Growing up in rural northwest Ireland, beyond the reach of city lights, Gregg Hallinan fell in love with the night sky. "When you didn't have bad weather, and you didn't have clouds, the skies were nothing short of spectacular," he says. "From a young age, I was obsessed with astronomy—it's all I cared for. My parents got me a telescope when I was seven or eight, and from then on, that was it."
Now, Hallinan has brought his celestial obsession to Caltech as a new assistant professor of astronomy. He explores magnetic activity around stars, planets, and those in-between objects called brown dwarfs, which are balls of gas that just aren't big enough for nuclear fusion to ignite and turn them into stars. "I consider myself incredibly lucky that I can take my passion and hobby and have it as a career," he says.
Magnetic fields play important roles throughout the universe. In our own neighborhood, the sun's magnetic field causes all the features we see on its surface, like sunspots, solar flares, and long arcs of plasma called prominences. Earth's magnetic field forms a huge bubble that shields the planet from solar wind, which contains energetic particles that can strip the Earth of its ozone layer, our protection from harmful ultraviolet radiation. On Earth and other planets, like Jupiter, magnetic fields accelerate charged particles and slam them into the magnetic poles, creating light shows we know as the northern and southern lights.

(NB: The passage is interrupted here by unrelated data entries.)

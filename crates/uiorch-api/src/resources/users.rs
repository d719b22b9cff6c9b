// User endpoints

use secrecy::{ExposeSecret, SecretString};
use serde::Serialize;
use serde_json::json;
use tracing::debug;

use crate::client::OrchestratorClient;
use crate::error::Error;
use crate::models::User;
use crate::odata::{Filter, ODataList, ODataQuery};

const USERS: &str = "odata/Users";

#[derive(Debug, Clone, Copy)]
pub struct Users<'a> {
    client: &'a OrchestratorClient,
}

impl OrchestratorClient {
    pub fn users(&self) -> Users<'_> {
        Users { client: self }
    }
}

impl Users<'_> {
    /// `GET odata/Users`, optionally filtered.
    pub async fn list(
        &self,
        username: Option<&str>,
        email: Option<&str>,
        is_active: Option<bool>,
    ) -> Result<ODataList<User>, Error> {
        let mut filter = Filter::new()
            .eq_str_opt("UserName", username)
            .eq_str_opt("EmailAddress", email);
        if let Some(active) = is_active {
            filter = filter.eq("IsActive", active);
        }
        self.client
            .get_list(USERS, &ODataQuery::from(filter))
            .await
    }

    /// `GET odata/Users({id})`
    pub async fn get(&self, id: i64) -> Result<User, Error> {
        self.client.get(&format!("{USERS}({id})")).await
    }

    /// `POST odata/Users`
    pub async fn create<B: Serialize + ?Sized>(&self, body: &B) -> Result<User, Error> {
        debug!("creating user");
        self.client.post(USERS, body).await
    }

    /// `PUT odata/Users({id})`
    pub async fn update<B: Serialize + ?Sized>(&self, id: i64, body: &B) -> Result<(), Error> {
        debug!(id, "updating user");
        self.client.put_no_response(&format!("{USERS}({id})"), body).await
    }

    /// `DELETE odata/Users({id})`
    pub async fn delete(&self, id: i64) -> Result<(), Error> {
        debug!(id, "deleting user");
        self.client.delete(&format!("{USERS}({id})")).await
    }

    /// `POST odata/Users({id})/UiPath.Server.Configuration.OData.ChangePassword`
    pub async fn change_password(
        &self,
        id: i64,
        current: &SecretString,
        new: &SecretString,
    ) -> Result<(), Error> {
        debug!(id, "changing user password");
        self.client
            .post_no_response(
                &format!("{USERS}({id})/UiPath.Server.Configuration.OData.ChangePassword"),
                &json!({
                    "currentPassword": current.expose_secret(),
                    "newPassword": new.expose_secret(),
                }),
            )
            .await
    }
}
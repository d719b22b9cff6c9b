// Service status endpoints

use serde_json::Value;

use super::require;
use crate::client::OrchestratorClient;
use crate::error::Error;

#[derive(Debug, Clone, Copy)]
pub struct Status<'a> {
    client: &'a OrchestratorClient,
}

impl OrchestratorClient {
    pub fn status(&self) -> Status<'_> {
        Status { client: self }
    }
}

impl Status<'_> {
    /// Whether this Orchestrator node should be serving traffic.
    ///
    /// Returns the response body if one is sent; a bare 200 yields `None`.
    ///
    /// `GET api/Status/Get`
    pub async fn get(&self) -> Result<Option<Value>, Error> {
        self.client.get_optional("api/Status/Get", &[]).await
    }

    /// Ask Orchestrator whether it can reach `url`.
    ///
    /// `GET api/Status/VerifyHostAvailibility` (the endpoint name is misspelled upstream)
    pub async fn verify_host_availability(&self, url: &str) -> Result<Value, Error> {
        require("url", url)?;
        self.client
            .get_with_params(
                "api/Status/VerifyHostAvailibility",
                &[("url", url.to_owned())],
            )
            .await
    }
}
//! Queue command handlers.

use std::str::FromStr;

use tabled::Tabled;

use uiorch_api::models::{QueueDefinition, QueueItem, QueueItemData, QueueItemPriority, QueueItemStatus};
use uiorch_api::{Filter, OrchestratorClient};

use crate::cli::{GlobalOpts, PriorityArg, QueuesArgs, QueuesCommand};
use crate::error::CliError;
use crate::output;

use super::util;

const DEFINITIONS: &str = "odata/QueueDefinitions";
const ITEMS: &str = "odata/QueueItems";

// ── Table rows ──────────────────────────────────────────────────────

#[derive(Tabled)]
struct QueueRow {
    #[tabled(rename = "ID")]
    id: i64,
    #[tabled(rename = "Name")]
    name: String,
    #[tabled(rename = "Max Retries")]
    retries: String,
    #[tabled(rename = "Unique Ref")]
    unique_reference: String,
    #[tabled(rename = "Description")]
    description: String,
}

impl From<&QueueDefinition> for QueueRow {
    fn from(q: &QueueDefinition) -> Self {
        Self {
            id: q.id,
            name: q.name.clone(),
            retries: q
                .max_number_of_retries
                .map(|n| n.to_string())
                .unwrap_or_default(),
            unique_reference: q
                .enforce_unique_reference
                .map(|b| if b { "yes" } else { "no" }.to_owned())
                .unwrap_or_default(),
            description: q.description.clone().unwrap_or_default(),
        }
    }
}

#[derive(Tabled)]
struct ItemRow {
    #[tabled(rename = "ID")]
    id: i64,
    #[tabled(rename = "Status")]
    status: String,
    #[tabled(rename = "Priority")]
    priority: String,
    #[tabled(rename = "Reference")]
    reference: String,
    #[tabled(rename = "Retry")]
    retry: String,
    #[tabled(rename = "Created")]
    created: String,
}

impl From<&QueueItem> for ItemRow {
    fn from(i: &QueueItem) -> Self {
        Self {
            id: i.id,
            status: i.status.to_string(),
            priority: i.priority.map(|p| p.to_string()).unwrap_or_default(),
            reference: util::or_dash(i.reference.as_deref()),
            retry: i.retry_number.map(|n| n.to_string()).unwrap_or_default(),
            created: util::short_time(i.creation_time),
        }
    }
}

fn item_detail(item: &QueueItem) -> String {
    let content = item
        .specific_content
        .as_ref()
        .and_then(|c| serde_json::to_string(c).ok())
        .unwrap_or_default();
    output::detail_lines(&[
        ("ID", item.id.to_string()),
        ("Key", item.key.map(|k| k.to_string()).unwrap_or_default()),
        ("Status", item.status.to_string()),
        (
            "Priority",
            item.priority.map(|p| p.to_string()).unwrap_or_default(),
        ),
        ("Reference", item.reference.clone().unwrap_or_default()),
        ("Created", util::short_time(item.creation_time)),
        ("Content", content),
    ])
}

impl From<PriorityArg> for QueueItemPriority {
    fn from(p: PriorityArg) -> Self {
        match p {
            PriorityArg::Low => Self::Low,
            PriorityArg::Normal => Self::Normal,
            PriorityArg::High => Self::High,
        }
    }
}

fn parse_status(raw: &str) -> Result<QueueItemStatus, CliError> {
    QueueItemStatus::from_str(raw).map_err(|_| CliError::Validation {
        field: "status".into(),
        reason: format!(
            "unknown item status '{raw}' (expected New, InProgress, Failed, Successful, \
             Abandoned, Retried, or Deleted)"
        ),
    })
}

// ── Handler ─────────────────────────────────────────────────────────

pub async fn handle(
    client: &OrchestratorClient,
    args: QueuesArgs,
    global: &GlobalOpts,
) -> Result<(), CliError> {
    match args.command {
        QueuesCommand::List(list) => {
            let query = util::list_query(&list, Filter::new(), Some("Name"));
            let queues: Vec<QueueDefinition> = if list.all {
                util::fetch_all(client, DEFINITIONS, &query).await?
            } else {
                client.queues().list(&query).await?.value
            };
            let out = output::render_list(
                &global.output,
                &queues,
                |q| QueueRow::from(q),
                |q| q.name.clone(),
            )?;
            output::print_output(&out, global.quiet);
            Ok(())
        }

        QueuesCommand::Items {
            list,
            queue_id,
            status,
        } => {
            let mut filter = Filter::new();
            if let Some(id) = queue_id {
                filter = filter.eq("QueueDefinitionId", id);
            }
            if let Some(ref status) = status {
                filter = filter.eq_str("Status", &parse_status(status)?.to_string());
            }
            let query = util::list_query(&list, filter, Some("CreationTime desc"));
            let items: Vec<QueueItem> = if list.all {
                util::fetch_all(client, ITEMS, &query).await?
            } else {
                client.queues().items(&query).await?.value
            };
            let out = output::render_list(
                &global.output,
                &items,
                |i| ItemRow::from(i),
                |i| i.id.to_string(),
            )?;
            output::print_output(&out, global.quiet);
            Ok(())
        }

        QueuesCommand::Add {
            queue,
            content,
            reference,
            priority,
        } => {
            let content = util::parse_json_object("content", &content)?;
            let mut data = QueueItemData::new(content).priority(priority.into());
            if let Some(reference) = reference {
                data = data.reference(reference);
            }

            let item = client.queues().add_item(&queue, &data).await?;
            tracing::info!(queue = %queue, item = item.id, "queue item added");

            let out =
                output::render_single(&global.output, &item, item_detail, |i| i.id.to_string())?;
            output::print_output(&out, global.quiet);
            Ok(())
        }
    }
}
//! CLI error types with miette diagnostics.
//!
//! Maps `uiorch_api::Error` and `ConfigError` into user-facing errors with
//! actionable help text and stable exit codes.

use std::time::Duration;

use miette::Diagnostic;
use thiserror::Error;

use uiorch_api::Error as ApiError;
use uiorch_config::ConfigError;

/// Process exit codes.
pub mod exit_code {
    pub const GENERAL: i32 = 1;
    pub const USAGE: i32 = 2;
    pub const AUTH: i32 = 3;
    pub const NOT_FOUND: i32 = 4;
    pub const PERMISSION: i32 = 5;
    pub const CONFLICT: i32 = 6;
    pub const CONNECTION: i32 = 7;
    pub const TIMEOUT: i32 = 8;
    pub const RATE_LIMITED: i32 = 9;
}

#[derive(Debug, Error, Diagnostic)]
pub enum CliError {
    // ── Connection ───────────────────────────────────────────────────
    #[error("Could not connect to Orchestrator")]
    #[diagnostic(
        code(uiorch::connection_failed),
        help(
            "Check the profile URL and your network.\n\
             Try: uiorch status -v"
        )
    )]
    ConnectionFailed {
        #[source]
        source: ApiError,
    },

    #[error("TLS setup failed: {message}")]
    #[diagnostic(
        code(uiorch::tls_error),
        help("Use --insecure (-k) for self-signed certificates, or set ca_cert in your profile.")
    )]
    Tls { message: String },

    #[error("Request timed out{}", timeout_suffix(.timeout.as_ref()))]
    #[diagnostic(
        code(uiorch::timeout),
        help("Increase the timeout with --timeout or check Orchestrator responsiveness.")
    )]
    Timeout { timeout: Option<Duration> },

    // ── Authentication ───────────────────────────────────────────────
    #[error("Authentication failed: {message}")]
    #[diagnostic(
        code(uiorch::auth_failed),
        help(
            "Verify the client id, secret, and scopes of the profile.\n\
             Store a new secret with: uiorch config set-secret --profile <name>"
        )
    )]
    AuthFailed { message: String },

    #[error("No credentials configured for profile '{profile}'")]
    #[diagnostic(
        code(uiorch::no_credentials),
        help(
            "Store a secret with: uiorch config set-secret --profile {profile}\n\
             Or pass --token / set UIORCH_TOKEN."
        )
    )]
    NoCredentials { profile: String },

    #[error("Access denied: {message}")]
    #[diagnostic(
        code(uiorch::forbidden),
        help("The credentials lack a permission or scope for this call, or the folder is wrong.")
    )]
    Forbidden { message: String },

    // ── Resources ────────────────────────────────────────────────────
    #[error("{resource_type} '{identifier}' not found")]
    #[diagnostic(
        code(uiorch::not_found),
        help("Run: uiorch {list_command} to see what exists in this folder")
    )]
    NotFound {
        resource_type: String,
        identifier: String,
        list_command: String,
    },

    #[error("Conflict: {message}")]
    #[diagnostic(code(uiorch::conflict))]
    Conflict { message: String },

    #[error("Rate limited by Orchestrator; retry after {seconds}s")]
    #[diagnostic(code(uiorch::rate_limited))]
    RateLimited { seconds: u64 },

    // ── API ──────────────────────────────────────────────────────────
    #[error("API error (HTTP {status}): {message}{}", error_code_suffix(.error_code.as_deref()))]
    #[diagnostic(code(uiorch::api_error))]
    Api {
        status: u16,
        message: String,
        error_code: Option<String>,
    },

    #[error(transparent)]
    #[diagnostic(code(uiorch::client))]
    Client(ApiError),

    // ── Validation ───────────────────────────────────────────────────
    #[error("Invalid value for {field}: {reason}")]
    #[diagnostic(code(uiorch::validation))]
    Validation { field: String, reason: String },

    #[error("Webhook signature does not match the body")]
    #[diagnostic(
        code(uiorch::bad_signature),
        help("Check the secret, and that the body is byte-for-byte what was delivered.")
    )]
    BadSignature,

    // ── Configuration ────────────────────────────────────────────────
    #[error("Profile '{name}' not found in configuration")]
    #[diagnostic(
        code(uiorch::profile_not_found),
        help("Available profiles: {available}")
    )]
    ProfileNotFound { name: String, available: String },

    #[error("No configuration found")]
    #[diagnostic(
        code(uiorch::no_config),
        help(
            "Add a profile to {path}\n\
             or pass --url and --token."
        )
    )]
    NoConfig { path: String },

    #[error(transparent)]
    #[diagnostic(code(uiorch::config))]
    Config(ConfigError),

    // ── Interactive ──────────────────────────────────────────────────
    #[error("'{action}' requires confirmation")]
    #[diagnostic(
        code(uiorch::confirmation_required),
        help("Use --yes (-y) to skip confirmation in non-interactive contexts.")
    )]
    NonInteractiveRequiresYes { action: String },

    // ── IO / Serialization ───────────────────────────────────────────
    #[error(transparent)]
    Io(#[from] std::io::Error),

    #[error("Invalid JSON: {0}")]
    #[diagnostic(code(uiorch::json), help("Check the JSON input and try again."))]
    Json(#[from] serde_json::Error),

    #[error("YAML output failed: {0}")]
    #[diagnostic(code(uiorch::yaml))]
    Yaml(#[from] serde_yaml::Error),
}

impl CliError {
    /// Map this error to an exit code for process termination.
    pub fn exit_code(&self) -> i32 {
        match self {
            Self::ConnectionFailed { .. } | Self::Tls { .. } => exit_code::CONNECTION,
            Self::AuthFailed { .. } | Self::NoCredentials { .. } => exit_code::AUTH,
            Self::Forbidden { .. } => exit_code::PERMISSION,
            Self::NotFound { .. } => exit_code::NOT_FOUND,
            Self::Conflict { .. } => exit_code::CONFLICT,
            Self::Timeout { .. } => exit_code::TIMEOUT,
            Self::RateLimited { .. } => exit_code::RATE_LIMITED,
            Self::Validation { .. } | Self::NonInteractiveRequiresYes { .. } => exit_code::USAGE,
            _ => exit_code::GENERAL,
        }
    }

    pub fn not_found(resource_type: &str, identifier: impl Into<String>, list_command: &str) -> Self {
        Self::NotFound {
            resource_type: resource_type.into(),
            identifier: identifier.into(),
            list_command: list_command.into(),
        }
    }
}

fn timeout_suffix(timeout: Option<&Duration>) -> String {
    timeout
        .map(|t| format!(" after {}ms", t.as_millis()))
        .unwrap_or_default()
}

fn error_code_suffix(code: Option<&str>) -> String {
    code.map(|c| format!(" (error code {c})")).unwrap_or_default()
}

// ── uiorch_api::Error → CliError mapping ────────────────────────────

impl From<ApiError> for CliError {
    fn from(err: ApiError) -> Self {
        if let ApiError::Transport(ref e) = err {
            if e.is_connect() || e.is_request() {
                return CliError::ConnectionFailed { source: err };
            }
        }
        match err {
            ApiError::Tls(message) => CliError::Tls { message },
            ApiError::Timeout { timeout } => CliError::Timeout { timeout },
            ApiError::Authentication { message } => CliError::AuthFailed { message },
            ApiError::Unauthorized(detail) => CliError::AuthFailed {
                message: detail.message,
            },
            ApiError::Forbidden(detail) => CliError::Forbidden {
                message: detail.message,
            },
            ApiError::NotFound(detail) => CliError::NotFound {
                resource_type: "resource".into(),
                identifier: detail.message,
                list_command: "--help".into(),
            },
            ApiError::Conflict(detail) => CliError::Conflict {
                message: detail.message,
            },
            ApiError::RateLimited { retry_after_secs } => CliError::RateLimited {
                seconds: retry_after_secs,
            },
            ApiError::BadRequest(detail) | ApiError::Server(detail) | ApiError::Api(detail) => {
                CliError::Api {
                    status: detail.status,
                    message: detail.message,
                    error_code: detail.error_code,
                }
            }
            ApiError::Validation { field, reason } => CliError::Validation { field, reason },
            ApiError::InvalidSignature => CliError::BadSignature,
            other => CliError::Client(other),
        }
    }
}

impl From<ConfigError> for CliError {
    fn from(err: ConfigError) -> Self {
        match err {
            ConfigError::NoCredentials { profile, .. } => CliError::NoCredentials { profile },
            ConfigError::Validation { field, reason } => CliError::Validation { field, reason },
            other => CliError::Config(other),
        }
    }
}

#[cfg(test)]
mod tests {
    use super::*;

    #[test]
    fn exit_codes_follow_error_class() {
        let nf: CliError = ApiError::NotFound(uiorch_api::ApiError {
            status: 404,
            message: "Job does not exist.".into(),
            error_code: Some("1002".into()),
            trace_id: None,
        })
        .into();
        assert_eq!(nf.exit_code(), exit_code::NOT_FOUND);

        let rl: CliError = ApiError::RateLimited {
            retry_after_secs: 60,
        }
        .into();
        assert_eq!(rl.exit_code(), exit_code::RATE_LIMITED);

        let auth: CliError = ApiError::Authentication {
            message: "invalid_client".into(),
        }
        .into();
        assert_eq!(auth.exit_code(), exit_code::AUTH);

        let bad: CliError = ApiError::Validation {
            field: "queue_name".into(),
            reason: "must not be empty".into(),
        }
        .into();
        assert_eq!(bad.exit_code(), exit_code::USAGE);

        let slow: CliError = ApiError::Timeout {
            timeout: Some(Duration::from_millis(500)),
        }
        .into();
        assert_eq!(slow.exit_code(), exit_code::TIMEOUT);
        assert_eq!(slow.to_string(), "Request timed out after 500ms");
    }
}
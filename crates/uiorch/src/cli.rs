//! Clap derive structures for the `uiorch` CLI.
//!
//! Defines the command tree, global flags, and shared argument types.

use std::path::PathBuf;

use clap::{Args, Parser, Subcommand, ValueEnum};

// ── Top-Level CLI ────────────────────────────────────────────────────

/// uiorch -- command-line client for UiPath Orchestrator
#[derive(Debug, Parser)]
#[command(
    name = "uiorch",
    version,
    about = "Work with UiPath Orchestrator from the command line",
    long_about = "Inspect and drive a UiPath Orchestrator tenant: jobs, queues, assets,\n\
        robots, processes, folders, and webhooks.\n\n\
        Connection settings come from profiles in the config file; see `uiorch config path`.",
    propagate_version = true,
    subcommand_required = true,
    arg_required_else_help = true
)]
pub struct Cli {
    #[command(flatten)]
    pub global: GlobalOpts,

    #[command(subcommand)]
    pub command: Command,
}

// ── Global Options ───────────────────────────────────────────────────

#[derive(Debug, Args)]
pub struct GlobalOpts {
    /// Config profile to use
    #[arg(long, short = 'p', env = "UIORCH_PROFILE", global = true)]
    pub profile: Option<String>,

    /// Orchestrator base URL (overrides profile)
    #[arg(long, env = "UIORCH_URL", global = true)]
    pub url: Option<String>,

    /// Bearer token (skips the profile's auth flow)
    #[arg(long, env = "UIORCH_TOKEN", global = true, hide_env_values = true)]
    pub token: Option<String>,

    /// Folder id or fully qualified folder path (overrides profile)
    #[arg(long, short = 'f', env = "UIORCH_FOLDER", global = true)]
    pub folder: Option<String>,

    /// Output format
    #[arg(
        long,
        short = 'o',
        env = "UIORCH_OUTPUT",
        default_value = "table",
        global = true
    )]
    pub output: OutputFormat,

    /// When to use color output
    #[arg(long, default_value = "auto", global = true)]
    pub color: ColorMode,

    /// Increase verbosity (-v, -vv, -vvv)
    #[arg(long, short = 'v', action = clap::ArgAction::Count, global = true)]
    pub verbose: u8,

    /// Suppress non-error output
    #[arg(long, short = 'q', global = true)]
    pub quiet: bool,

    /// Skip confirmation prompts
    #[arg(long, short = 'y', global = true)]
    pub yes: bool,

    /// Accept self-signed TLS certificates
    #[arg(long, short = 'k', env = "UIORCH_INSECURE", global = true)]
    pub insecure: bool,

    /// Request timeout in seconds (overrides profile)
    #[arg(long, env = "UIORCH_TIMEOUT", global = true)]
    pub timeout: Option<u64>,
}

// ── Output & Color Enums ─────────────────────────────────────────────

#[derive(Debug, Clone, ValueEnum)]
pub enum OutputFormat {
    /// Pretty table (default, interactive)
    Table,
    /// Pretty-printed JSON
    Json,
    /// Compact single-line JSON
    JsonCompact,
    /// YAML
    Yaml,
    /// Plain text, one value per line (scripting)
    Plain,
}

#[derive(Debug, Clone, ValueEnum)]
pub enum ColorMode {
    /// Auto-detect (color if terminal is interactive)
    Auto,
    /// Always emit color codes
    Always,
    /// Never emit color codes
    Never,
}

// ── Top-Level Command Enum ───────────────────────────────────────────

#[derive(Debug, Subcommand)]
pub enum Command {
    /// List, inspect, start, and stop jobs
    #[command(alias = "j")]
    Jobs(JobsArgs),

    /// Queue definitions and queue items
    #[command(alias = "q")]
    Queues(QueuesArgs),

    /// Read assets
    Assets(AssetsArgs),

    /// Robots and their sessions
    Robots(RobotsArgs),

    /// Packages in the processes feed
    Processes(ProcessesArgs),

    /// Processes deployed to folders
    Releases(ReleasesArgs),

    /// Folders visible to the caller
    Folders(FoldersArgs),

    /// Webhook subscriptions and delivery verification
    Webhooks(WebhooksArgs),

    /// Check that Orchestrator is reachable
    Status,

    /// Tenant statistics
    Stats(StatsArgs),

    /// Manage CLI configuration and profiles
    Config(ConfigArgs),

    /// Generate shell completions
    Completions(CompletionsArgs),
}

// ── Shared List Arguments ────────────────────────────────────────────

/// Paging and OData options shared by list commands.
#[derive(Debug, Args)]
pub struct ListArgs {
    /// Max results (`$top`)
    #[arg(long, short = 'l', default_value = "25")]
    pub limit: u32,

    /// Results to skip (`$skip`)
    #[arg(long, default_value = "0")]
    pub skip: u32,

    /// Raw OData `$filter` expression, and-ed with the command's own filters
    #[arg(long)]
    pub filter: Option<String>,

    /// OData `$orderby`, e.g. "CreationTime desc"
    #[arg(long)]
    pub order_by: Option<String>,

    /// Follow pagination and return every match (ignores --limit)
    #[arg(long, short = 'a')]
    pub all: bool,
}

// ── Jobs ────────────────────────────────────────────────────────────

#[derive(Debug, Args)]
pub struct JobsArgs {
    #[command(subcommand)]
    pub command: JobsCommand,
}

#[derive(Debug, Subcommand)]
pub enum JobsCommand {
    /// List jobs (newest first)
    #[command(alias = "ls")]
    List {
        #[command(flatten)]
        list: ListArgs,

        /// Only jobs in this state (Pending, Running, Faulted, ...)
        #[arg(long)]
        state: Option<String>,

        /// Only jobs of this release
        #[arg(long)]
        release: Option<String>,
    },

    /// Show one job
    Get {
        /// Job id
        id: i64,
    },

    /// Start jobs for a release
    Start {
        /// Release name or key (UUID)
        release: String,

        /// Run on these robot ids (Specific strategy)
        #[arg(long = "robot", value_delimiter = ',')]
        robots: Vec<i64>,

        /// Number of jobs to start when no robots are named
        #[arg(long, default_value = "1")]
        count: u32,

        /// Input arguments as a JSON object
        #[arg(long)]
        input: Option<String>,

        /// Input arguments from a JSON file
        #[arg(long, conflicts_with = "input")]
        input_file: Option<PathBuf>,

        /// Job reference
        #[arg(long)]
        reference: Option<String>,
    },

    /// Stop running jobs
    Stop {
        /// Job ids
        #[arg(required = true)]
        ids: Vec<i64>,

        /// Kill instead of requesting a soft stop
        #[arg(long)]
        kill: bool,
    },
}

// ── Queues ──────────────────────────────────────────────────────────

#[derive(Debug, Args)]
pub struct QueuesArgs {
    #[command(subcommand)]
    pub command: QueuesCommand,
}

#[derive(Debug, Subcommand)]
pub enum QueuesCommand {
    /// List queue definitions
    #[command(alias = "ls")]
    List(ListArgs),

    /// List queue items
    Items {
        #[command(flatten)]
        list: ListArgs,

        /// Only items of this queue (by queue definition id)
        #[arg(long)]
        queue_id: Option<i64>,

        /// Only items in this status (New, InProgress, Failed, ...)
        #[arg(long)]
        status: Option<String>,
    },

    /// Add an item to a queue
    Add {
        /// Queue name
        queue: String,

        /// Specific content as a JSON object
        #[arg(long)]
        content: String,

        /// Item reference
        #[arg(long)]
        reference: Option<String>,

        #[arg(long, value_enum, default_value = "normal")]
        priority: PriorityArg,
    },
}

#[derive(Debug, Clone, Copy, ValueEnum)]
pub enum PriorityArg {
    Low,
    Normal,
    High,
}

// ── Assets ──────────────────────────────────────────────────────────

#[derive(Debug, Args)]
pub struct AssetsArgs {
    #[command(subcommand)]
    pub command: AssetsCommand,
}

#[derive(Debug, Subcommand)]
pub enum AssetsCommand {
    /// List assets
    #[command(alias = "ls")]
    List(ListArgs),

    /// Show one asset by name
    Get {
        /// Asset name
        name: String,
    },
}

// ── Robots ──────────────────────────────────────────────────────────

#[derive(Debug, Args)]
pub struct RobotsArgs {
    #[command(subcommand)]
    pub command: RobotsCommand,
}

#[derive(Debug, Subcommand)]
pub enum RobotsCommand {
    /// List robots
    #[command(alias = "ls")]
    List(ListArgs),

    /// List robot sessions
    Sessions(ListArgs),
}

// ── Processes / Releases / Folders ──────────────────────────────────

#[derive(Debug, Args)]
pub struct ProcessesArgs {
    #[command(subcommand)]
    pub command: ProcessesCommand,
}

#[derive(Debug, Subcommand)]
pub enum ProcessesCommand {
    /// List packages
    #[command(alias = "ls")]
    List(ListArgs),
}

#[derive(Debug, Args)]
pub struct ReleasesArgs {
    #[command(subcommand)]
    pub command: ReleasesCommand,
}

#[derive(Debug, Subcommand)]
pub enum ReleasesCommand {
    /// List releases
    #[command(alias = "ls")]
    List(ListArgs),
}

#[derive(Debug, Args)]
pub struct FoldersArgs {
    #[command(subcommand)]
    pub command: FoldersCommand,
}

#[derive(Debug, Subcommand)]
pub enum FoldersCommand {
    /// List folders
    #[command(alias = "ls")]
    List(ListArgs),
}

// ── Webhooks ────────────────────────────────────────────────────────

#[derive(Debug, Args)]
pub struct WebhooksArgs {
    #[command(subcommand)]
    pub command: WebhooksCommand,
}

#[derive(Debug, Subcommand)]
pub enum WebhooksCommand {
    /// List webhooks
    #[command(alias = "ls")]
    List,

    /// Verify a delivery's signature (no connection needed)
    Verify {
        /// Shared webhook secret
        #[arg(long, env = "UIORCH_WEBHOOK_SECRET", hide_env_values = true)]
        secret: String,

        /// Value of the X-UiPath-Signature header
        #[arg(long)]
        signature: String,

        /// File holding the raw request body ("-" for stdin)
        #[arg(default_value = "-")]
        body: PathBuf,
    },
}

// ── Stats ───────────────────────────────────────────────────────────

#[derive(Debug, Args)]
pub struct StatsArgs {
    #[command(subcommand)]
    pub command: StatsCommand,
}

#[derive(Debug, Subcommand)]
pub enum StatsCommand {
    /// Entity counts (processes, assets, queues, ...)
    Counts,
    /// Job totals per state
    Jobs,
}

// ── Config ──────────────────────────────────────────────────────────

#[derive(Debug, Args)]
pub struct ConfigArgs {
    #[command(subcommand)]
    pub command: ConfigCommand,
}

#[derive(Debug, Subcommand)]
pub enum ConfigCommand {
    /// Show the merged configuration (secrets redacted)
    Show,

    /// Print the config file path
    Path,

    /// Store a profile secret in the system keyring
    SetSecret {
        /// Which secret to store
        #[arg(long, value_enum, default_value = "client-secret")]
        kind: SecretKindArg,

        /// Read the secret from stdin instead of prompting
        #[arg(long)]
        stdin: bool,
    },
}

#[derive(Debug, Clone, Copy, ValueEnum)]
pub enum SecretKindArg {
    ClientSecret,
    RefreshToken,
    Password,
    Token,
}

// ── Completions ─────────────────────────────────────────────────────

#[derive(Debug, Args)]
pub struct CompletionsArgs {
    /// Shell to generate completions for
    pub shell: clap_complete::Shell,
}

Around stars, planets, and other astronomical objects, the accelerating particles also produce radio signals that travel across space. Hallinan's most surprising and important discovery yet was one he made as a graduate student at the National University of Ireland, Galway, when he found that brown dwarfs generate regular pulses of radio emissions—a feature more commonly associated with planets like Jupiter.
After receiving his PhD in 2008, he stayed at Galway as a postdoc for two years to follow up on his thesis work. He then spent five months at the National Radio Astronomical Observatory in Socorro, New Mexico, and a year at the University of California, Berkeley, before coming to Caltech.
Studying magnetic fields and the fleeting blips of radio emission they produce has led Hallinan to become increasingly interested in those signals, which are examples of a broader type of phenomenon called radio transients. All kinds of cosmic phenomena can generate these variable radio signals, such as exploding stars, mysterious blasts called gamma ray bursts, and stars being ripped apart when venturing too close to a black hole.
One of the most exciting sources of radio transients are planets around other stars, Hallinan says, and hunting for radio-emitting planets will be a major focus of his research. Radio pulses from an exoplanet would indicate the presence of a magnetic field, and since Earth's protective magnetic field may have been crucial for allowing life to evolve, radio activity from an exoplanet could be a signature for a habitable planet. "Looking very long term, when we're characterizing habitable planets, magnetic fields could be important constraints for trying to figure out if there's life on those planets," Hallinan says. But so far, he adds, no one has detected radio emission from any exoplanet. "I'm trying to be one of the pioneers in trying to detect that radiation."
"The radio transient sky is virtually unexplored," he says. "We know there's stuff happening out there, but we haven't yet got the technology to systematically search for those transients." But Hallinan is working to change that, helping to lead exactly such a search for radio emission from exoplanets and other kinds of radio transients. In particular, he's enlisting the most powerful radio telescope in the world to help with the search: the Jansky Very Large Array in New Mexico. He's also working to bring a radio-transient monitoring project to Caltech's Owens Valley Radio Observatory, east of the Sierra Nevada. And with other new radio telescopes coming on line—such as the Low Frequency Array in Europe and the Long Wavelength Array in New Mexico—discoveries are on their way, Hallinan says. That especially includes exoplanets. "We're very hopeful that we'll find radio emission from other planets in the next few years."
Caltech is already the home of the Palomar Transient Factory, a project led by professor of astronomy and planetary science Shri Kulkarni that surveys the skies for flashes of light in visible wavelengths, instead of radio. "Caltech is pretty much unparalleled in the study of transient science," Hallinan says, and a radio-transient project will expand on Caltech's expertise. "The most exciting thing about radio transient work is that we don't know what's out there. You're at the cutting edge."
Aside from astronomy, he's a big fan of mixed martial arts; back in Ireland, he was a karate instructor. But these days, Hallinan is focused on the cosmos, a passion first kindled on those clear winter nights above the Irish countryside.